Ogni anno nel mondo si producono 300 milioni di tonnellate di plastiche, delle quali più del 40% viene utilizzato una sola volta, a volte per meno di un minuto, per poi essere essere scartate, mentre la plastica in generale può persistere per secoli prima di degradarsi. Uno studio (“Production, use, and fate of all plastics ever made“), pubblicato il 19 luglio 2017 su Science Advances, la Rivista dell’American Association for the Advancement of Science, ha stimato che dal 1950 siano state prodotte in tutto il mondo più di 8,3 miliardi di tonnellate di plastica.

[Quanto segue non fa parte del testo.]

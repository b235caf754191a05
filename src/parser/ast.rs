use std::fmt;
use std::fmt::{Display, Formatter};

/// Index of a function in [`Program::functions`].
pub type FunctionId = usize;

#[derive(Debug, Clone, Copy, PartialEq, Eq, Default)]
pub struct Meta {
    pub start_index: usize,
    pub end_index: usize,
}

pub trait HasMeta {
    fn get_meta(&self) -> &Meta;
}

/// A parsed script.
///
/// Function bodies are not nested inside the statements that declare them;
/// they live in the `functions` arena and are referenced by [`FunctionId`].
/// This keeps the tree free of back references so that the simulator can hold
/// plain ids in its heap instead of borrowed nodes.
#[derive(Debug, Clone, PartialEq, Default)]
pub struct Program {
    pub body: Vec<StatementType>,
    pub functions: Vec<FunctionData>,
}

impl Program {
    pub fn function(&self, id: FunctionId) -> Option<&FunctionData> {
        self.functions.get(id)
    }
}

#[derive(Debug, Clone, PartialEq)]
pub struct IdentifierData {
    pub name: String,
    pub meta: Meta,
}

#[derive(Debug, Clone, PartialEq)]
pub struct FunctionData {
    pub meta: Meta,
    pub id: Option<IdentifierData>,
    pub params: Vec<IdentifierData>,
    pub body: Vec<StatementType>,
}

impl FunctionData {
    pub fn name(&self) -> Option<&str> {
        self.id.as_ref().map(|id| id.name.as_str())
    }
}

#[derive(Debug, Clone, Copy, PartialEq, Eq)]
pub enum VariableDeclarationKind {
    Var,
    Let,
    Const,
}

impl VariableDeclarationKind {
    pub fn as_str(&self) -> &'static str {
        match self {
            VariableDeclarationKind::Var => "var",
            VariableDeclarationKind::Let => "let",
            VariableDeclarationKind::Const => "const",
        }
    }

    /// `let` and `const` bindings start out in the temporal dead zone.
    pub fn is_lexical(&self) -> bool {
        !matches!(self, VariableDeclarationKind::Var)
    }
}

impl Display for VariableDeclarationKind {
    fn fmt(&self, f: &mut Formatter<'_>) -> fmt::Result {
        f.write_str(self.as_str())
    }
}

#[derive(Debug, Clone, PartialEq)]
pub struct VariableDeclaratorData {
    pub meta: Meta,
    pub id: IdentifierData,
    pub init: Option<ExpressionType>,
}

#[derive(Debug, Clone, PartialEq)]
pub struct VariableDeclarationData {
    pub meta: Meta,
    pub kind: VariableDeclarationKind,
    pub declarations: Vec<VariableDeclaratorData>,
}

#[derive(Debug, Clone, PartialEq)]
pub enum VariableDeclarationOrExpression {
    VariableDeclaration(VariableDeclarationData),
    Expression(ExpressionType),
}

#[derive(Debug, Clone, PartialEq)]
pub enum StatementType {
    FunctionDeclaration {
        meta: Meta,
        id: IdentifierData,
        function: FunctionId,
    },
    VariableDeclaration(VariableDeclarationData),
    ExpressionStatement {
        meta: Meta,
        expression: ExpressionType,
    },
    BlockStatement {
        meta: Meta,
        body: Vec<StatementType>,
    },
    IfStatement {
        meta: Meta,
        test: ExpressionType,
        consequent: Box<StatementType>,
        alternate: Option<Box<StatementType>>,
    },
    WhileStatement {
        meta: Meta,
        test: ExpressionType,
        body: Box<StatementType>,
    },
    ForStatement {
        meta: Meta,
        init: Option<VariableDeclarationOrExpression>,
        test: Option<ExpressionType>,
        update: Option<ExpressionType>,
        body: Box<StatementType>,
    },
    ReturnStatement {
        meta: Meta,
        argument: Option<ExpressionType>,
    },
    EmptyStatement {
        meta: Meta,
    },
}

impl HasMeta for StatementType {
    fn get_meta(&self) -> &Meta {
        match self {
            StatementType::FunctionDeclaration { meta, .. } => meta,
            StatementType::VariableDeclaration(data) => &data.meta,
            StatementType::ExpressionStatement { meta, .. } => meta,
            StatementType::BlockStatement { meta, .. } => meta,
            StatementType::IfStatement { meta, .. } => meta,
            StatementType::WhileStatement { meta, .. } => meta,
            StatementType::ForStatement { meta, .. } => meta,
            StatementType::ReturnStatement { meta, .. } => meta,
            StatementType::EmptyStatement { meta } => meta,
        }
    }
}

#[derive(Debug, Clone, PartialEq)]
pub enum LiteralType {
    NullLiteral,
    BooleanLiteral(bool),
    StringLiteral(String),
    NumberLiteral(f64),
}

#[derive(Debug, Clone, PartialEq)]
pub struct LiteralData {
    pub meta: Meta,
    pub value: LiteralType,
}

#[derive(Debug, Clone, PartialEq)]
pub enum PropertyKey {
    Identifier(String),
    StringLiteral(String),
    NumberLiteral(f64),
}

#[derive(Debug, Clone, PartialEq)]
pub struct PropertyData {
    pub meta: Meta,
    pub key: PropertyKey,
    pub value: ExpressionType,
}

#[derive(Debug, Clone, PartialEq)]
pub struct MemberExpressionData {
    pub meta: Meta,
    pub object: Box<ExpressionType>,
    pub property: IdentifierData,
}

impl MemberExpressionData {
    /// Dotted source path such as `console.log`, when the object side is a
    /// chain of plain identifiers.
    pub fn path(&self) -> Option<String> {
        let base = match &*self.object {
            ExpressionType::Identifier(id) => id.name.clone(),
            ExpressionType::MemberExpression(inner) => inner.path()?,
            _ => return None,
        };
        Some(format!("{}.{}", base, self.property.name))
    }
}

#[derive(Debug, Clone, PartialEq)]
pub enum AssignmentTarget {
    Identifier(IdentifierData),
    Member(MemberExpressionData),
}

#[derive(Debug, Clone, Copy, PartialEq, Eq)]
pub enum UnaryOperator {
    Not,
    Minus,
    Plus,
}

#[derive(Debug, Clone, Copy, PartialEq, Eq)]
pub enum BinaryOperator {
    StrictlyEqual,
    StrictlyUnequal,
    LooselyEqual,
    LooselyUnequal,
    LessThanEqual,
    GreaterThanEqual,
    LessThan,
    GreaterThan,
    LogicalAnd,
    LogicalOr,
    Add,
    Subtract,
    Multiply,
    Divide,
    Modulo,
}

#[derive(Debug, Clone, PartialEq)]
pub enum ExpressionType {
    Literal(LiteralData),
    Identifier(IdentifierData),
    ObjectExpression {
        meta: Meta,
        properties: Vec<PropertyData>,
    },
    ArrayExpression {
        meta: Meta,
        elements: Vec<ExpressionType>,
    },
    MemberExpression(MemberExpressionData),
    AssignmentExpression {
        meta: Meta,
        left: AssignmentTarget,
        right: Box<ExpressionType>,
    },
    CallExpression {
        meta: Meta,
        callee: Box<ExpressionType>,
        arguments: Vec<ExpressionType>,
    },
    FunctionExpression {
        meta: Meta,
        function: FunctionId,
    },
    UnaryExpression {
        meta: Meta,
        operator: UnaryOperator,
        argument: Box<ExpressionType>,
    },
    BinaryExpression {
        meta: Meta,
        operator: BinaryOperator,
        left: Box<ExpressionType>,
        right: Box<ExpressionType>,
    },
}

impl HasMeta for ExpressionType {
    fn get_meta(&self) -> &Meta {
        match self {
            ExpressionType::Literal(data) => &data.meta,
            ExpressionType::Identifier(data) => &data.meta,
            ExpressionType::ObjectExpression { meta, .. } => meta,
            ExpressionType::ArrayExpression { meta, .. } => meta,
            ExpressionType::MemberExpression(data) => &data.meta,
            ExpressionType::AssignmentExpression { meta, .. } => meta,
            ExpressionType::CallExpression { meta, .. } => meta,
            ExpressionType::FunctionExpression { meta, .. } => meta,
            ExpressionType::UnaryExpression { meta, .. } => meta,
            ExpressionType::BinaryExpression { meta, .. } => meta,
        }
    }
}

impl ExpressionType {
    /// Short human readable rendering used in step details.
    pub fn describe(&self) -> String {
        match self {
            ExpressionType::Identifier(id) => id.name.clone(),
            ExpressionType::MemberExpression(member) => member
                .path()
                .unwrap_or_else(|| format!("<expression>.{}", member.property.name)),
            ExpressionType::Literal(lit) => match &lit.value {
                LiteralType::NullLiteral => "null".to_string(),
                LiteralType::BooleanLiteral(b) => b.to_string(),
                LiteralType::StringLiteral(s) => format!("{:?}", s),
                LiteralType::NumberLiteral(n) => n.to_string(),
            },
            ExpressionType::ObjectExpression { .. } => "{...}".to_string(),
            ExpressionType::ArrayExpression { .. } => "[...]".to_string(),
            ExpressionType::CallExpression { callee, .. } => format!("{}()", callee.describe()),
            ExpressionType::FunctionExpression { .. } => "function".to_string(),
            ExpressionType::AssignmentExpression { .. }
            | ExpressionType::UnaryExpression { .. }
            | ExpressionType::BinaryExpression { .. } => "<expression>".to_string(),
        }
    }
}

Dagupan, Filippine. Un bambino si arrampica tra i detriti di plastica di una discarica vecchia di 50 anni che si affaccia sull’Oceano. La maggior parte degli articoli biodegradabili è da tempo in decomposizione; inoltre la montagna multicolore ha cominciato a galleggiare in mare spinta dai venti costieri. Fonte ORB.

Risolvere il problema globale dell’inquinamento plastico presuppone una collaborazione tra cittadini, imprese e governi, al fine di limitare il flusso di nuovi materiali plastici, ma il passaggio da un’economia lineare verso un’economia circolare garantirebbe a produttori, progettisti e consumatori di creare e utilizzare beni e prodotti che siano più sostenibili per il Pianeta.

Questo studio dovrebbe darci una scossa – ha dichiarato Muhammad Yunus, fondatore della Grameen Bank (organismo che si occupa di microcredito) e vincitore del Premio Nobel per la Pace nel 2006 – Sapevamo che questa plastica tornava a noi attraverso la catena alimentare. Ora scopriamo che ci ritorna anche attraverso l’acqua potabile. Dal momento che il problema è stato creato dagli uomini a causa della loro indifferenza, la soluzione può derivare da una loro maggiore attenzione. Quel che abbisogna è che la determinazione per agire deve essere messa in atto prima che ci arrivi addosso”.